Une exposition à New York sur l'incarcération de masse
Une exposition à New York sur l'incarcération de masse.
New York (AFP) - L'affiche de l'exposition du centre Schomburg à New York sur l'incarcération de masse aux Etats-Unis rappelle de tristes souvenirs à de nombreux passants du quartier de Harlem : c'est la photo d'un homme noir, accroupi de dos, semblant attendre.
"Elle attire beaucoup l'attention des passants", explique Nicole Fleetwood, commissaire de l'exposition "Marque du temps : l'art à l'époque de l'incarcération en masse".
"Harlem est un quartier culturellement emblématique au niveau mondial, avec son taux élevé d'incarcérations", ajoute-t-elle, soulignant que le cliché de Larry Cook semble "très familier" pour les habitants.
L'exposition présente tableaux, sculptures et photos d'artistes ayant été emprisonnés ou ayant eu des proches derrière les barreaux, à l'instar de Larry Cook avec plusieurs oncles dans ce cas.
Les critiques du système judiciaire américain mettent souvent en avant le taux d'emprisonnement par habitant exceptionnellement élevé.
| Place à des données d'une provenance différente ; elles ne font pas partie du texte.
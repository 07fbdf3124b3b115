//! Single-slot cancellable timer.

use std::future::Future;
use std::sync::atomic::{AtomicU64, Ordering};
use std::sync::{Arc, Mutex, MutexGuard};
use std::time::Duration;

use log::{debug, warn};
use tokio::task::AbortHandle;

struct ScheduledFiring {
    generation: u64,
    handle: AbortHandle,
}

type Slot = Arc<Mutex<Option<ScheduledFiring>>>;

fn lock_slot(slot: &Slot) -> MutexGuard<'_, Option<ScheduledFiring>> {
    slot.lock().unwrap_or_else(|poisoned| {
        warn!("Pending timer mutex was poisoned, recovering");
        poisoned.into_inner()
    })
}

/// Owns at most one scheduled firing.
///
/// `reschedule` aborts the current firing before installing the new one, so
/// two firings never coexist. A firing claims the slot (by generation) before
/// running its action; a firing that was replaced or cancelled while waking up
/// finds the slot taken and does nothing.
///
/// Must be used from within a tokio runtime.
pub struct PendingTimer {
    slot: Slot,
    next_generation: AtomicU64,
}

impl PendingTimer {
    pub fn new() -> Self {
        Self {
            slot: Arc::new(Mutex::new(None)),
            next_generation: AtomicU64::new(1),
        }
    }

    /// Cancels any pending firing and schedules `action` to run after `delay`.
    pub fn reschedule<F, Fut>(&self, delay: Duration, action: F)
    where
        F: FnOnce() -> Fut + Send + 'static,
        Fut: Future<Output = ()> + Send + 'static,
    {
        let mut slot = lock_slot(&self.slot);
        if let Some(previous) = slot.take() {
            previous.handle.abort();
            debug!("Pending timer #{} replaced", previous.generation);
        }

        let generation = self.next_generation.fetch_add(1, Ordering::Relaxed);
        let task_slot = Arc::clone(&self.slot);
        let task = tokio::spawn(async move {
            tokio::time::sleep(delay).await;

            let claimed = {
                let mut slot = lock_slot(&task_slot);
                match slot.as_ref() {
                    Some(current) if current.generation == generation => {
                        *slot = None;
                        true
                    }
                    _ => false,
                }
            };

            if claimed {
                debug!("Pending timer #{} fired", generation);
                action().await;
            }
        });

        *slot = Some(ScheduledFiring {
            generation,
            handle: task.abort_handle(),
        });
    }

    /// Cancels the pending firing, if any. Returns whether one was pending.
    pub fn cancel(&self) -> bool {
        match lock_slot(&self.slot).take() {
            Some(previous) => {
                previous.handle.abort();
                debug!("Pending timer #{} cancelled", previous.generation);
                true
            }
            None => false,
        }
    }

    pub fn is_pending(&self) -> bool {
        lock_slot(&self.slot).is_some()
    }
}

impl Default for PendingTimer {
    fn default() -> Self {
        Self::new()
    }
}

impl Drop for PendingTimer {
    fn drop(&mut self) {
        self.cancel();
    }
}

#[cfg(test)]
mod tests {
    use super::*;
    use std::sync::atomic::AtomicUsize;

    fn counter_action(counter: &Arc<AtomicUsize>) -> impl FnOnce() -> std::future::Ready<()> {
        let counter = Arc::clone(counter);
        move || {
            counter.fetch_add(1, Ordering::SeqCst);
            std::future::ready(())
        }
    }

    #[tokio::test(start_paused = true)]
    async fn test_fires_once_after_delay() {
        let timer = PendingTimer::new();
        let fired = Arc::new(AtomicUsize::new(0));

        timer.reschedule(Duration::from_millis(500), counter_action(&fired));
        assert!(timer.is_pending());

        tokio::time::sleep(Duration::from_millis(499)).await;
        assert_eq!(fired.load(Ordering::SeqCst), 0);

        tokio::time::sleep(Duration::from_millis(2)).await;
        assert_eq!(fired.load(Ordering::SeqCst), 1);
        assert!(!timer.is_pending());
    }

    #[tokio::test(start_paused = true)]
    async fn test_reschedule_replaces_previous() {
        let timer = PendingTimer::new();
        let first = Arc::new(AtomicUsize::new(0));
        let second = Arc::new(AtomicUsize::new(0));

        timer.reschedule(Duration::from_millis(500), counter_action(&first));
        tokio::time::sleep(Duration::from_millis(300)).await;
        timer.reschedule(Duration::from_millis(500), counter_action(&second));

        tokio::time::sleep(Duration::from_millis(1000)).await;
        assert_eq!(first.load(Ordering::SeqCst), 0);
        assert_eq!(second.load(Ordering::SeqCst), 1);
    }

    #[tokio::test(start_paused = true)]
    async fn test_cancel_prevents_firing() {
        let timer = PendingTimer::new();
        let fired = Arc::new(AtomicUsize::new(0));

        assert!(!timer.cancel());
        timer.reschedule(Duration::from_millis(100), counter_action(&fired));
        assert!(timer.cancel());
        assert!(!timer.is_pending());

        tokio::time::sleep(Duration::from_millis(500)).await;
        assert_eq!(fired.load(Ordering::SeqCst), 0);
    }
}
C'est selon eux la preuve que ce dispositif doit changer.
L'exposition au Centre de recherche sur la culture noire américaine s'intéresse aux conséquences psychiques, ou "état carcéral".
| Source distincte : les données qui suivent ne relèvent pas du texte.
//! Bounded, line-oriented scrollback buffer for a single session.
//!
//! Only ever mutated from the session's read pump; readers take a snapshot
//! under the session's mutex (see `session.rs`).

use std::collections::VecDeque;

/// A ring of at most `capacity` completed lines, plus one not-yet-terminated
/// partial line.
pub struct ScrollbackBuffer {
    capacity: usize,
    lines: VecDeque<String>,
    partial: String,
}

impl ScrollbackBuffer {
    pub fn new(capacity: usize) -> Self {
        Self {
            capacity: capacity.max(1),
            lines: VecDeque::new(),
            partial: String::new(),
        }
    }

    /// Append sanitised text, splitting it into completed lines plus a new
    /// partial tail.
    pub fn append(&mut self, text: &str) {
        if text.is_empty() {
            return;
        }

        let mut pieces = text.split('\n');
        // The first piece continues the held partial line.
        if let Some(first) = pieces.next() {
            self.partial.push_str(first);
        }

        // Any further piece means a newline was crossed: the current
        // partial is now a completed line, and the piece becomes the new
        // partial (until the next piece, if any, completes it too).
        for piece in pieces {
            let completed = std::mem::take(&mut self.partial);
            self.push_line(completed);
            self.partial.push_str(piece);
        }
    }

    fn push_line(&mut self, line: String) {
        self.lines.push_back(line);
        while self.lines.len() > self.capacity {
            self.lines.pop_front();
        }
    }

    /// Return the last `n` completed lines (plus the partial, if non-empty),
    /// joined by `\n`. `n = None` returns everything; `n` exceeding the
    /// line count returns all of it.
    pub fn tail(&self, n: Option<usize>) -> String {
        let take = n.unwrap_or(self.lines.len()).min(self.lines.len());
        let skip = self.lines.len() - take;

        let mut out = self
            .lines
            .iter()
            .skip(skip)
            .cloned()
            .collect::<Vec<_>>()
            .join("\n");

        if !self.partial.is_empty() {
            if !out.is_empty() {
                out.push('\n');
            }
            out.push_str(&self.partial);
        }
        out
    }

    /// `true` if `token` appears as a substring of any completed line or the
    /// partial tail.
    pub fn contains(&self, token: &str) -> bool {
        if self.partial.contains(token) {
            return true;
        }
        self.lines.iter().any(|line| line.contains(token))
    }

    /// Number of completed lines currently held (excludes the partial).
    pub fn line_count(&self) -> usize {
        self.lines.len()
    }
}

#[cfg(test)]
mod tests {
    use super::*;

    #[test]
    fn append_without_newline_stays_partial() {
        let mut buf = ScrollbackBuffer::new(10);
        buf.append("hello");
        assert_eq!(buf.line_count(), 0);
        assert_eq!(buf.tail(None), "hello");
    }

    #[test]
    fn append_completes_lines_on_newline() {
        let mut buf = ScrollbackBuffer::new(10);
        buf.append("line1\nline2\npart");
        assert_eq!(buf.line_count(), 2);
        assert_eq!(buf.tail(None), "line1\nline2\npart");
    }

    #[test]
    fn append_across_calls_joins_partial() {
        let mut buf = ScrollbackBuffer::new(10);
        buf.append("hel");
        buf.append("lo\nworld");
        assert_eq!(buf.line_count(), 1);
        assert_eq!(buf.tail(None), "hello\nworld");
    }

    #[test]
    fn capacity_evicts_oldest_line() {
        let mut buf = ScrollbackBuffer::new(2);
        buf.append("a\nb\nc\n");
        assert_eq!(buf.line_count(), 2);
        assert_eq!(buf.tail(None), "b\nc");
    }

    #[test]
    fn tail_n_returns_last_n_lines() {
        let mut buf = ScrollbackBuffer::new(10);
        buf.append("a\nb\nc\nd\n");
        assert_eq!(buf.tail(Some(2)), "c\nd");
    }

    #[test]
    fn tail_zero_returns_empty() {
        let mut buf = ScrollbackBuffer::new(10);
        buf.append("a\nb\n");
        assert_eq!(buf.tail(Some(0)), "");
    }

    #[test]
    fn tail_exceeding_contents_returns_all() {
        let mut buf = ScrollbackBuffer::new(10);
        buf.append("a\nb\n");
        assert_eq!(buf.tail(Some(100)), "a\nb");
    }

    #[test]
    fn contains_scans_completed_and_partial() {
        let mut buf = ScrollbackBuffer::new(10);
        buf.append("needle-in-line\npart-needle");
        assert!(buf.contains("needle-in-line"));
        assert!(buf.contains("part-needle"));
        assert!(!buf.contains("missing"));
    }

    #[test]
    fn never_exceeds_capacity() {
        let mut buf = ScrollbackBuffer::new(3);
        for i in 0..100 {
            buf.append(&format!("line{i}\n"));
        }
        assert!(buf.line_count() <= 3);
    }
}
Une série de portraits d'hommes incarcérés finement dessinés au crayon noir fait partie des œuvres les plus marquantes présentées au centre Schomburg.
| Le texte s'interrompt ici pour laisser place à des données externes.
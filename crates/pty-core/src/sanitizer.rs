//! Raw PTY byte stream → clean text.
//!
//! Pure function, no I/O, no shared state. Strips ANSI CSI/OSC sequences and
//! other escapes, drops control characters, and applies carriage-return
//! overwrite semantics so that progress-bar style output collapses to its
//! final state instead of appearing as a run of stale fragments.
//!
//! Each call returns a residual byte fragment the caller must prepend to the
//! next chunk: an incomplete trailing UTF-8 sequence, or a `ESC` / `ESC [`
//! prefix that hasn't seen its terminator yet.

/// Sanitise one chunk of raw PTY output.
///
/// `residue` is whatever the previous call returned; pass `Vec::new()` for
/// the first chunk of a session. Returns `(clean_text, new_residue)`.
pub fn sanitize(residue: Vec<u8>, chunk: &[u8]) -> (String, Vec<u8>) {
    let mut input = residue;
    input.extend_from_slice(chunk);

    let (stripped, escape_residue) = strip_escapes(&input);
    let (complete, utf8_residue) = split_utf8_residue(&stripped);

    let text = String::from_utf8_lossy(complete).into_owned();
    let text = strip_control_chars(&text);
    let text = normalize_line_endings(&text);

    let mut new_residue = utf8_residue.to_vec();
    new_residue.extend_from_slice(&escape_residue);
    (text, new_residue)
}

/// Split off a trailing incomplete UTF-8 sequence, if any.
///
/// Bytes that are invalid *in the middle* of the slice are left in place —
/// they'll be replaced with the Unicode replacement character by the lossy
/// decode. Only a genuinely truncated sequence at the very end (more bytes
/// needed than are available) is held back as residue.
fn split_utf8_residue(bytes: &[u8]) -> (&[u8], &[u8]) {
    match std::str::from_utf8(bytes) {
        Ok(_) => (bytes, &[]),
        Err(e) => match e.error_len() {
            None => {
                let valid_up_to = e.valid_up_to();
                (&bytes[..valid_up_to], &bytes[valid_up_to..])
            }
            Some(_) => (bytes, &[]),
        },
    }
}

// ---------------------------------------------------------------------------
// Escape stripping
// ---------------------------------------------------------------------------

/// Remove CSI, OSC, and two-byte escape sequences from `input`.
///
/// Returns `(clean_bytes, residue)` where `residue` is a trailing, not yet
/// terminated escape sequence (or a lone `ESC`) that must be retried against
/// the next chunk.
fn strip_escapes(input: &[u8]) -> (Vec<u8>, Vec<u8>) {
    const ESC: u8 = 0x1B;
    const BEL: u8 = 0x07;

    let mut out = Vec::with_capacity(input.len());
    let mut i = 0;
    let len = input.len();

    while i < len {
        if input[i] != ESC {
            out.push(input[i]);
            i += 1;
            continue;
        }

        // `input[i] == ESC` — try to classify the sequence that follows.
        if i + 1 >= len {
            // Lone ESC at the very end of the chunk: might be the start of a
            // sequence split across reads. Hold it as residue.
            return (out, input[i..].to_vec());
        }

        match input[i + 1] {
            b'[' => {
                // CSI: ESC [ params(0x30-0x3F)* intermediates(0x20-0x2F)* final(0x40-0x7E)
                match find_csi_end(input, i + 2) {
                    Some(end) => i = end,
                    None => return (out, input[i..].to_vec()),
                }
            }
            b']' => {
                // OSC: ESC ] ... (BEL | ESC \)
                match find_osc_end(input, i + 2) {
                    Some(end) => i = end,
                    None => return (out, input[i..].to_vec()),
                }
            }
            b if (0x40..=0x5F).contains(&b) => {
                // Two-byte escape (single-shift, index, etc).
                i += 2;
            }
            _ => {
                // Stray ESC with no recognised follower: drop just the ESC.
                i += 1;
            }
        }
        let _ = BEL; // referenced in find_osc_end
    }

    (out, Vec::new())
}

/// Find the index just past a CSI sequence's final byte, starting the scan
/// at `start` (the byte after `ESC [`). Returns `None` if the terminator
/// hasn't arrived yet in this chunk.
fn find_csi_end(input: &[u8], start: usize) -> Option<usize> {
    let mut j = start;
    while j < input.len() && (0x30..=0x3F).contains(&input[j]) {
        j += 1;
    }
    while j < input.len() && (0x20..=0x2F).contains(&input[j]) {
        j += 1;
    }
    if j < input.len() && (0x40..=0x7E).contains(&input[j]) {
        Some(j + 1)
    } else {
        None
    }
}

/// Find the index just past an OSC sequence's terminator (`BEL` or
/// `ESC \`), starting the scan at `start` (the byte after `ESC ]`).
fn find_osc_end(input: &[u8], start: usize) -> Option<usize> {
    const ESC: u8 = 0x1B;
    const BEL: u8 = 0x07;

    let mut j = start;
    while j < input.len() {
        if input[j] == BEL {
            return Some(j + 1);
        }
        if input[j] == ESC {
            if j + 1 < input.len() && input[j + 1] == b'\\' {
                return Some(j + 2);
            }
            // ESC without the `\` yet available — wait for more input.
            return None;
        }
        j += 1;
    }
    None
}

// ---------------------------------------------------------------------------
// Control character stripping
// ---------------------------------------------------------------------------

/// Remove bytes `< 0x20` and `0x7F` except `\n`, `\t`, and `\r`.
fn strip_control_chars(text: &str) -> String {
    text.chars()
        .filter(|&c| {
            let b = c as u32;
            !(b < 0x20 && c != '\n' && c != '\t' && c != '\r') && b != 0x7F
        })
        .collect()
}

// ---------------------------------------------------------------------------
// Line-ending normalisation
// ---------------------------------------------------------------------------

/// Apply carriage-return overwrite semantics within each line, and collapse
/// `\r\n` to `\n`.
///
/// Processing is line-by-line on `\n` boundaries (the partial trailing
/// segment with no `\n` yet is treated as its own "line" for CR-overwrite
/// purposes, matching how a terminal redraws an in-progress line). Within a
/// pre-newline run, `\r` marks "start overwriting from here" — only the
/// segment after the *last* `\r` survives.
fn normalize_line_endings(text: &str) -> String {
    let mut out = String::with_capacity(text.len());
    let mut first = true;
    for line in text.split('\n') {
        if !first {
            out.push('\n');
        }
        first = false;

        // `\r\n` became `line` = "...", with no trailing `\r` (split on '\n'
        // already consumed it); a lone `\r` inside the line still needs the
        // overwrite collapse.
        let line = line.strip_suffix('\r').unwrap_or(line);
        let last_segment = line.rsplit('\r').next().unwrap_or("");
        out.push_str(last_segment);
    }
    out
}

#[cfg(test)]
mod tests {
    use super::*;

    fn clean(bytes: &[u8]) -> String {
        sanitize(Vec::new(), bytes).0
    }

    #[test]
    fn passthrough_plain_text() {
        assert_eq!(clean(b"hello\n"), "hello\n");
    }

    #[test]
    fn strips_csi_color() {
        // "\e[31mRED\e[0m\n"
        assert_eq!(clean(b"\x1b[31mRED\x1b[0m\n"), "RED\n");
    }

    #[test]
    fn strips_osc_bel_terminated() {
        assert_eq!(clean(b"\x1b]0;title\x07ok\n"), "ok\n");
    }

    #[test]
    fn strips_osc_st_terminated() {
        assert_eq!(clean(b"\x1b]0;title\x1b\\ok\n"), "ok\n");
    }

    #[test]
    fn strips_stray_esc() {
        assert_eq!(clean(b"a\x1bZb"), "aZb");
    }

    #[test]
    fn strips_two_byte_escape() {
        // ESC followed by a byte in 0x40-0x5F (e.g. 'D' = IND = 0x44).
        assert_eq!(clean(b"a\x1bDb"), "ab");
    }

    #[test]
    fn strips_control_characters_but_keeps_tab_and_newline() {
        assert_eq!(clean(b"a\x07b\tc\n"), "ab\tc\n");
    }

    #[test]
    fn cr_overwrite_collapses_to_last_segment() {
        assert_eq!(clean(b"aaaa\rbbb"), "bbb");
    }

    #[test]
    fn progress_bar_cr_overwrite() {
        assert_eq!(
            clean(b"Progress: 10%\rProgress: 100%\n"),
            "Progress: 100%\n"
        );
    }

    #[test]
    fn crlf_collapses_to_lf() {
        assert_eq!(clean(b"one\r\ntwo\r\n"), "one\ntwo\n");
    }

    #[test]
    fn incomplete_csi_is_carried_as_residue() {
        let (text, residue) = sanitize(Vec::new(), b"before\x1b[31");
        assert_eq!(text, "before");
        assert_eq!(residue, b"\x1b[31");

        let (text2, residue2) = sanitize(residue, b"mAFTER");
        assert_eq!(text2, "AFTER");
        assert!(residue2.is_empty());
    }

    #[test]
    fn incomplete_utf8_is_carried_as_residue() {
        // 3-byte sequence for '€' (0xE2 0x82 0xAC) split across two chunks.
        let (text, residue) = sanitize(Vec::new(), &[b'x', 0xE2, 0x82]);
        assert_eq!(text, "x");
        assert_eq!(residue, vec![0xE2, 0x82]);

        let (text2, residue2) = sanitize(residue, &[0xAC, b'y']);
        assert_eq!(text2, "\u{20AC}y");
        assert!(residue2.is_empty());
    }

    #[test]
    fn no_forbidden_bytes_survive() {
        let raw = b"\x1b[1mhi\x1b[0m\x07\x01\x7F there\r\nok\n";
        let clean = clean(raw);
        for b in clean.bytes() {
            assert!(
                !((b < 0x20 && b != b'\n' && b != b'\t') || b == 0x7F || b == 0x1B),
                "forbidden byte {b:#x} survived sanitisation"
            );
        }
        assert!(!clean.contains('\r'));
    }
}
L'artiste Mark Loughney, emprisonné dix ans sur la base d'accusations liées à des incendies volontaires, explique à l'AFP les avoir réalisés quand il disposait d'une vingtaine de minutes dans des espaces communs comme des salles de sport.
Il a commencé à dessiner des portraits de codétenus qui voulaient envoyer leur portrait à leur famille pour gagner de l'argent pour l'économat de la prison.
Mais après l'exposition d'une centaine de dessins organisée en 2017 dans sa ville natale en Pennsylvanie (est) par des proches, il a réalisé le potentiel de ses créations pour exprimer davantage.
A Harlem, des enfilades de portraits de prisonniers sont suspendus en rangées sur cinq murs de la galerie. La très grande majorité des 770 modèles à l'expression sobre ne sont pas blancs. Leur nom n'est pas indiqué, tout comme la raison de leur emprisonnement.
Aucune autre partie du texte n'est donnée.